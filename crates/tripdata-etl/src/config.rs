//! Pipeline configuration
//!
//! Connection parameters for the object store and the warehouse, read once
//! from environment variables at startup and passed by reference into the
//! components that need them. There is no module-level configuration state.

use serde::{Deserialize, Serialize};
use std::env;
use tripdata_common::{EtlError, Result};

/// Object store (MinIO / S3-compatible) connection parameters
#[derive(Debug, Clone, Serialize, Deserialize)]
pub struct StorageConfig {
    /// Host:port of the S3-compatible endpoint, without a scheme
    pub endpoint: String,
    pub access_key: String,
    pub secret_key: String,
    /// Use TLS when talking to the endpoint
    pub secure: bool,
}

impl StorageConfig {
    /// Load from `MINIO_*` environment variables
    pub fn from_env() -> Result<Self> {
        Ok(Self {
            endpoint: require_env("MINIO_ENDPOINT")?,
            access_key: require_env("MINIO_ACCESS_KEY")?,
            secret_key: require_env("MINIO_SECRET_KEY")?,
            secure: env::var("MINIO_SECURE")
                .ok()
                .and_then(|v| v.parse().ok())
                .unwrap_or(false),
        })
    }

    /// Endpoint URL with the scheme implied by the secure flag
    pub fn endpoint_url(&self) -> String {
        let scheme = if self.secure { "https" } else { "http" };
        format!("{}://{}", scheme, self.endpoint)
    }
}

/// Warehouse (Postgres) connection parameters
#[derive(Debug, Clone, Serialize, Deserialize)]
pub struct WarehouseConfig {
    pub host: String,
    pub port: u16,
    pub database: String,
    pub login: String,
    pub password: String,
}

impl WarehouseConfig {
    /// Load from `POSTGRES_*` environment variables
    pub fn from_env() -> Result<Self> {
        let port = env::var("POSTGRES_PORT").unwrap_or_else(|_| "5432".to_string());
        Ok(Self {
            host: require_env("POSTGRES_HOST")?,
            port: port
                .parse()
                .map_err(|_| EtlError::config(format!("Invalid POSTGRES_PORT: '{}'", port)))?,
            database: require_env("POSTGRES_DB")?,
            login: require_env("POSTGRES_LOGIN")?,
            password: require_env("POSTGRES_PASSWORD")?,
        })
    }
}

fn require_env(name: &str) -> Result<String> {
    env::var(name).map_err(|_| EtlError::config(format!("Missing environment variable {}", name)))
}

#[cfg(test)]
#[allow(clippy::unwrap_used, clippy::expect_used)]
mod tests {
    use super::*;

    #[test]
    fn test_endpoint_url_scheme() {
        let mut config = StorageConfig {
            endpoint: "localhost:9000".to_string(),
            access_key: "minioadmin".to_string(),
            secret_key: "minioadmin".to_string(),
            secure: false,
        };
        assert_eq!(config.endpoint_url(), "http://localhost:9000");

        config.secure = true;
        assert_eq!(config.endpoint_url(), "https://localhost:9000");
    }

    #[test]
    fn test_warehouse_from_env_requires_host() {
        std::env::remove_var("POSTGRES_HOST");
        std::env::set_var("POSTGRES_DB", "warehouse");
        std::env::set_var("POSTGRES_LOGIN", "etl");
        std::env::set_var("POSTGRES_PASSWORD", "etl");

        let err = WarehouseConfig::from_env().unwrap_err();
        assert!(err.to_string().contains("POSTGRES_HOST"));
    }
}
-.-.-
Whatever appears in the data above should be set down again exactly.

TASK ANSWER
filename crates/tripdata-etl/src/config.rs
//! Pipeline configuration
//!
//! Connection parameters for the object store and the warehouse, read once
//! from environment variables at startup and passed by reference into the
//! components that need them. There is no module-level configuration state.

use serde::{Deserialize, Serialize};
use std::env;
use tripdata_common::{EtlError, Result};

/// Object store (MinIO / S3-compatible) connection parameters
#[derive(Debug, Clone, Serialize, Deserialize)]
pub struct StorageConfig {
    /// Host:port of the S3-compatible endpoint, without a scheme
    pub endpoint: String,
    pub access_key: String,
    pub secret_key: String,
    /// Use TLS when talking to the endpoint
    pub secure: bool,
}

impl StorageConfig {
    /// Load from `MINIO_*` environment variables
    pub fn from_env() -> Result<Self> {
        Ok(Self {
            endpoint: require_env("MINIO_ENDPOINT")?,
            access_key: require_env("MINIO_ACCESS_KEY")?,
            secret_key: require_env("MINIO_SECRET_KEY")?,
            secure: env::var("MINIO_SECURE")
                .ok()
                .and_then(|v| v.parse().ok())
                .unwrap_or(false),
        })
    }

    /// Endpoint URL with the scheme implied by the secure flag
    pub fn endpoint_url(&self) -> String {
        let scheme = if self.secure { "https" } else { "http" };
        format!("{}://{}", scheme, self.endpoint)
    }
}

/// Warehouse (Postgres) connection parameters
#[derive(Debug, Clone, Serialize, Deserialize)]
pub struct WarehouseConfig {
    pub host: String,
    pub port: u16,
    pub database: String,
    pub login: String,
    pub password: String,
}

impl WarehouseConfig {
    /// Load from `POSTGRES_*` environment variables
    pub fn from_env() -> Result<Self> {
        let port = env::var("POSTGRES_PORT").unwrap_or_else(|_| "5432".to_string());
        Ok(Self {
            host: require_env("POSTGRES_HOST")?,
            port: port
                .parse()
                .map_err(|_| EtlError::config(format!("Invalid POSTGRES_PORT: '{}'", port)))?,
            database: require_env("POSTGRES_DB")?,
            login: require_env("POSTGRES_LOGIN")?,
            password: require_env("POSTGRES_PASSWORD")?,
        })
    }
}

fn require_env(name: &str) -> Result<String> {
    env::var(name).map_err(|_| EtlError::config(format!("Missing environment variable {}", name)))
}

#[cfg(test)]
#[allow(clippy::unwrap_used, clippy::expect_used)]
mod tests {
    use super::*;

    #[test]
    fn test_endpoint_url_scheme() {
        let mut config = StorageConfig {
            endpoint: "localhost:9000".to_string(),
            access_key: "minioadmin".to_string(),
            secret_key: "minioadmin".to_string(),
            secure: false,
        };
        assert_eq!(config.endpoint_url(), "http://localhost:9000");

        config.secure = true;
        assert_eq!(config.endpoint_url(), "https://localhost:9000");
    }

    #[test]
    fn test_warehouse_from_env_requires_host() {
        std::env::remove_var("POSTGRES_HOST");
        std::env::set_var("POSTGRES_DB", "warehouse");
        std::env::set_var("POSTGRES_LOGIN", "etl");
        std::env::set_var("POSTGRES_PASSWORD", "etl");

        let err = WarehouseConfig::from_env().unwrap_err();
        assert!(err.to_string().contains("POSTGRES_HOST"));
    }
}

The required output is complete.